In my opinion, it is not true that, if the designs produce proportional likelihood functions, one should make an identical inference about a parameter from the data irrespective of the design which generated the data (likelihood principle: LP).
The situation is usually illustrated by means of the following well-known example. Consider a sequence of independent Bernoulli trials in which there is a constant probability of success p for each trial. The observation of x successes on n trials could arise in two ways: either by taking n trials yielding x successes, or by sampling until x successes occur, which happens to require n trials. According to the LP, the distinction is irrelevant. In fact, the likelihood is proportional to the same expression in each case, and the inferences about p would be the same.

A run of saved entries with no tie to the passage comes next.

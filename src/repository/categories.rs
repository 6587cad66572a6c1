//! Categories repository for database operations

use sqlx::{Pool, Postgres};

use crate::{
    error::{AppError, AppResult},
    models::category::{Category, CategoryForm},
};

#[derive(Clone)]
pub struct CategoriesRepository {
    pool: Pool<Postgres>,
}

impl CategoriesRepository {
    pub fn new(pool: Pool<Postgres>) -> Self {
        Self { pool }
    }

    /// Get category by ID
    pub async fn get_by_id(&self, id: i32) -> AppResult<Category> {
        sqlx::query_as::<_, Category>("SELECT * FROM categories WHERE id = $1")
            .bind(id)
            .fetch_optional(&self.pool)
            .await?
            .ok_or_else(|| AppError::NotFound(format!("Category {} not found", id)))
    }

    /// All categories, for the book form's category picker
    pub async fn list_all(&self) -> AppResult<Vec<Category>> {
        let rows = sqlx::query_as::<_, Category>("SELECT * FROM categories ORDER BY name")
            .fetch_all(&self.pool)
            .await?;
        Ok(rows)
    }

    pub async fn count(&self) -> AppResult<i64> {
        let total: i64 = sqlx::query_scalar("SELECT COUNT(*) FROM categories")
            .fetch_one(&self.pool)
            .await?;
        Ok(total)
    }

    /// One page of categories in insertion order
    pub async fn list_page(&self, limit: i64, offset: i64) -> AppResult<Vec<Category>> {
        let rows = sqlx::query_as::<_, Category>(
            "SELECT * FROM categories ORDER BY id LIMIT $1 OFFSET $2",
        )
        .bind(limit)
        .bind(offset)
        .fetch_all(&self.pool)
        .await?;
        Ok(rows)
    }

    /// Case-insensitive substring search on the name. `pattern` is already LIKE-escaped.
    pub async fn search(&self, pattern: &str) -> AppResult<Vec<Category>> {
        let rows = sqlx::query_as::<_, Category>(
            "SELECT * FROM categories WHERE name ILIKE '%' || $1 || '%' ESCAPE '\\' ORDER BY id",
        )
        .bind(pattern)
        .fetch_all(&self.pool)
        .await?;
        Ok(rows)
    }

    pub async fn create(&self, form: &CategoryForm) -> AppResult<Category> {
        let row = sqlx::query_as::<_, Category>(
            "INSERT INTO categories (name, status) VALUES ($1, $2) RETURNING *",
        )
        .bind(&form.name)
        .bind(form.status)
        .fetch_one(&self.pool)
        .await?;
        Ok(row)
    }

    pub async fn update(&self, id: i32, form: &CategoryForm) -> AppResult<Category> {
        sqlx::query_as::<_, Category>(
            "UPDATE categories SET name = $2, status = $3 WHERE id = $1 RETURNING *",
        )
        .bind(id)
        .bind(&form.name)
        .bind(form.status)
        .fetch_optional(&self.pool)
        .await?
        .ok_or_else(|| AppError::NotFound(format!("Category {} not found", id)))
    }

    pub async fn delete(&self, id: i32) -> AppResult<()> {
        let result = sqlx::query("DELETE FROM categories WHERE id = $1")
            .bind(id)
            .execute(&self.pool)
            .await?;
        if result.rows_affected() == 0 {
            return Err(AppError::NotFound(format!("Category {} not found", id)));
        }
        Ok(())
    }
}
//! Bookings service

use crate::{
    config::PaginationConfig,
    error::AppResult,
    forms::{validate_form, FieldErrors},
    models::{
        book::Book,
        booking::{Booking, BookingDetails, BookingForm},
    },
    pagination::Pagination,
    repository::Repository,
};

pub const MY_BOOKINGS_PATH: &str = "/mybookings";

#[derive(Clone)]
pub struct BookingsService {
    repository: Repository,
    pagination: PaginationConfig,
}

impl BookingsService {
    pub fn new(repository: Repository, pagination: PaginationConfig) -> Self {
        Self {
            repository,
            pagination,
        }
    }

    /// Book the booking form is opened for
    pub async fn bookable(&self, book_id: i32) -> AppResult<Book> {
        self.repository.books.get_by_id(book_id).await
    }

    /// Book a title for `user_id`; the book becomes unavailable
    pub async fn create(&self, user_id: i32, form: &BookingForm) -> AppResult<Result<Booking, FieldErrors>> {
        if let Err(errors) = validate_form(form) {
            return Ok(Err(errors));
        }
        let booking = match form.to_booking(user_id) {
            Ok(booking) => booking,
            Err(errors) => return Ok(Err(errors)),
        };

        let created = self.repository.bookings.create(&booking).await?;
        tracing::info!(booking_id = created.id, user_id, book_id = created.book_id, "Booking created");
        Ok(Ok(created))
    }

    pub async fn list_for_user(&self, user_id: i32, page: i64) -> AppResult<(Vec<BookingDetails>, Pagination)> {
        let total = self.repository.bookings.count_for_user(user_id).await?;
        let pagination = Pagination::new(MY_BOOKINGS_PATH, page, self.pagination.bookings, total);
        let bookings = self
            .repository
            .bookings
            .list_page_for_user(user_id, pagination.limit, pagination.offset)
            .await?;
        Ok((bookings, pagination))
    }
}
//! Users repository for database operations

use sqlx::{Pool, Postgres};

use crate::{
    error::AppResult,
    models::user::{SignUpForm, User},
};

#[derive(Clone)]
pub struct UsersRepository {
    pool: Pool<Postgres>,
}

impl UsersRepository {
    pub fn new(pool: Pool<Postgres>) -> Self {
        Self { pool }
    }

    /// Get user by email (exact match), used for login
    pub async fn get_by_email(&self, email: &str) -> AppResult<Option<User>> {
        let user = sqlx::query_as::<_, User>("SELECT * FROM users WHERE email = $1")
            .bind(email)
            .fetch_optional(&self.pool)
            .await?;

        Ok(user)
    }

    /// Check if email already exists
    pub async fn email_exists(&self, email: &str) -> AppResult<bool> {
        let exists: bool =
            sqlx::query_scalar("SELECT EXISTS(SELECT 1 FROM users WHERE LOWER(email) = LOWER($1))")
                .bind(email)
                .fetch_one(&self.pool)
                .await?;
        Ok(exists)
    }

    /// Create a new, unverified user with an already hashed password
    pub async fn create(&self, form: &SignUpForm, password_hash: &str) -> AppResult<User> {
        let user = sqlx::query_as::<_, User>(
            r#"
            INSERT INTO users (first_name, last_name, email, password, is_verified)
            VALUES ($1, $2, $3, $4, FALSE)
            RETURNING *
            "#,
        )
        .bind(&form.first_name)
        .bind(&form.last_name)
        .bind(&form.email)
        .bind(password_hash)
        .fetch_one(&self.pool)
        .await?;

        Ok(user)
    }
}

Nevertheless, this point is questionable.
In particular, following the logical approach, the probability of hypothesis h is conditional upon or relative to given evidence (cf. Carnap, 1962, p.31). Quoting Carnap's own words, "the omission of any reference to evidence is often harmless". That means that probability is conditional to that which is known. Now, apart from other information, the design d is actually known. Therefore, evidence (e) comprises not only that which is known to the statistician prior the survey is performed (e*), but also the piece of information about d. Let suppose now that i (that stands for information) is our experimental observation and h one of the competing hypotheses, we could use the premise above to correctly formulate the probability of i as follows:
(1) p(i|h, e*, d)
Notice that this probability is not defined without a reference to d. Thus, the probability of x successes on n Bernoulli trials is different whether n or x is fixed before the experiment is performed. Namely, the design always enters into the inference because of its occurrence in the probability of i.

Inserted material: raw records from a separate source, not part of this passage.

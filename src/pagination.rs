//! Offset/limit pagination shared by the list views

use serde::Deserialize;

use crate::error::{AppError, AppResult};

/// `?page=N` query parameter of the list views
#[derive(Debug, Default, Deserialize)]
pub struct PageQuery {
    pub page: Option<String>,
}

impl PageQuery {
    /// Requested page, 1 when absent or empty
    pub fn page(&self) -> AppResult<i64> {
        match self.page.as_deref().map(str::trim) {
            None | Some("") => Ok(1),
            Some(raw) => raw
                .parse()
                .map_err(|_| AppError::BadRequest(format!("Invalid page number: {}", raw))),
        }
    }
}

/// Link to one page of a listing
#[derive(Debug, Clone, PartialEq, Eq)]
pub struct PageLink {
    pub url: String,
    pub page_number: i64,
}

/// Number of pages needed to show `total` rows, `limit` rows at a time
pub fn total_pages(total: i64, limit: i64) -> i64 {
    if total <= 0 || limit <= 0 {
        return 0;
    }
    (total + limit - 1) / limit
}

/// Row offset of a 1-indexed page. Pages below 1 start at the first row.
pub fn offset(page: i64, limit: i64) -> i64 {
    if page > 0 {
        limit * (page - 1)
    } else {
        0
    }
}

fn page_url(base_path: &str, page: i64) -> String {
    format!("{}?page={}", base_path, page)
}

/// Everything a list page needs to query its rows and draw page controls
#[derive(Debug, Clone)]
pub struct Pagination {
    pub current_page: i64,
    pub offset: i64,
    pub limit: i64,
    pub total: i64,
    pub total_pages: i64,
    pub pages: Vec<PageLink>,
    pub previous_url: Option<String>,
    pub next_url: Option<String>,
}

impl Pagination {
    pub fn new(base_path: &str, page: i64, limit: i64, total: i64) -> Self {
        let total_pages = total_pages(total, limit);

        let pages = (1..=total_pages)
            .map(|n| PageLink {
                url: page_url(base_path, n),
                page_number: n,
            })
            .collect();

        // Neighbour links only exist while the current page is one of the listed pages
        let in_range = page >= 1 && page <= total_pages;
        let previous_url = (in_range && page > 1).then(|| page_url(base_path, page - 1));
        let next_url = (in_range && page < total_pages).then(|| page_url(base_path, page + 1));

        Self {
            current_page: page,
            offset: offset(page, limit),
            limit,
            total,
            total_pages,
            pages,
            previous_url,
            next_url,
        }
    }
}

#[cfg(test)]
mod tests {
    use super::*;

    #[test]
    fn test_total_pages_is_ceiling() {
        for limit in 1..=7 {
            for total in 0..=40 {
                let expected = (total as f64 / limit as f64).ceil() as i64;
                assert_eq!(total_pages(total, limit), expected, "T={} L={}", total, limit);
            }
        }
    }

    #[test]
    fn test_offset() {
        assert_eq!(offset(1, 3), 0);
        assert_eq!(offset(2, 3), 3);
        assert_eq!(offset(5, 4), 16);
        assert_eq!(offset(0, 3), 0);
        assert_eq!(offset(-2, 3), 0);
    }

    #[test]
    fn test_first_page_has_no_previous() {
        let p = Pagination::new("/book/list", 1, 3, 7);
        assert_eq!(p.total_pages, 3);
        assert_eq!(p.previous_url, None);
        assert_eq!(p.next_url.as_deref(), Some("/book/list?page=2"));
    }

    #[test]
    fn test_last_page_has_no_next() {
        let p = Pagination::new("/category/list", 3, 3, 7);
        assert_eq!(p.offset, 6);
        assert_eq!(p.previous_url.as_deref(), Some("/category/list?page=2"));
        assert_eq!(p.next_url, None);
    }

    #[test]
    fn test_page_descriptors_cover_every_page() {
        let p = Pagination::new("/mybookings", 2, 4, 9);
        let numbers: Vec<i64> = p.pages.iter().map(|l| l.page_number).collect();
        assert_eq!(numbers, vec![1, 2, 3]);
        assert_eq!(p.pages[2].url, "/mybookings?page=3");
    }

    #[test]
    fn test_page_beyond_total_has_no_neighbours() {
        let p = Pagination::new("/book/list", 9, 3, 7);
        assert_eq!(p.offset, 24);
        assert_eq!(p.previous_url, None);
        assert_eq!(p.next_url, None);
    }

    #[test]
    fn test_non_positive_page() {
        let p = Pagination::new("/book/list", 0, 3, 7);
        assert_eq!(p.offset, 0);
        assert_eq!(p.current_page, 0);
        assert_eq!(p.previous_url, None);
        assert_eq!(p.next_url, None);
    }

    #[test]
    fn test_empty_listing() {
        let p = Pagination::new("/book/list", 1, 3, 0);
        assert_eq!(p.total_pages, 0);
        assert!(p.pages.is_empty());
        assert_eq!(p.next_url, None);
    }

    #[test]
    fn test_page_query_parsing() {
        assert_eq!(PageQuery { page: None }.page().unwrap(), 1);
        assert_eq!(PageQuery { page: Some("".into()) }.page().unwrap(), 1);
        assert_eq!(PageQuery { page: Some("4".into()) }.page().unwrap(), 4);
        assert!(PageQuery { page: Some("four".into()) }.page().is_err());
    }
}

- So far so good. Note that p(i|h, e*, d) immediately simplifies to p(i|h, e*). Why? Because asserting that p(i|h, e*, d) != p(i|h, e*) is equivalent to asserting that p(d|i, h, e*) != p(d|h, e*) -- that is, knowing the experimental outcome must tell you something about the design. That's not so: I tell you that I tossed a coin 10 times and got 7 heads. Do you have any reason to believe one way or the other that I resolved to toss 10 times exactly, or to toss until getting 7 heads? No, you don't. Therefore p(i|h, e*, d) = p(i|h, e*), and the computation of p(h|i, e*) goes through as usual. Wile E. Heresiarch 17:51, 2 Jan 2004 (UTC)
The simplified manner with which Bayes formula has been and still is presented in Statistics (i.e. without specifying the evidence e) caused rather serious interpretation errors. As a matter a fact, the correct expression of Bayes' formula is of the form:
(2) p(h|i, e*, d) proportional to p(h| e*, d) p(i|h, e*, d)
in which it is apparent that the prior depends on d. Namely, in general, the prior is influenced by the knowledge available on design.
Consequently, contrary to a widely held opinion, the likelihood principle is not a direct consequence of Bayes theorem. In particular, the piece of information about the design is one part of the evidence, and, therefore, it is relevant for the prior.
REFERENCES:
CARNAP R. (1962). Logical Foundations of Probability. The University of Chicago Press.
DE CRISTOFARO R. (1992). The Inductive Reasoning in Statistical Inference, Communications in Statistics, Theory and Methods, v. 31, issue 7, pp. 1079-1089.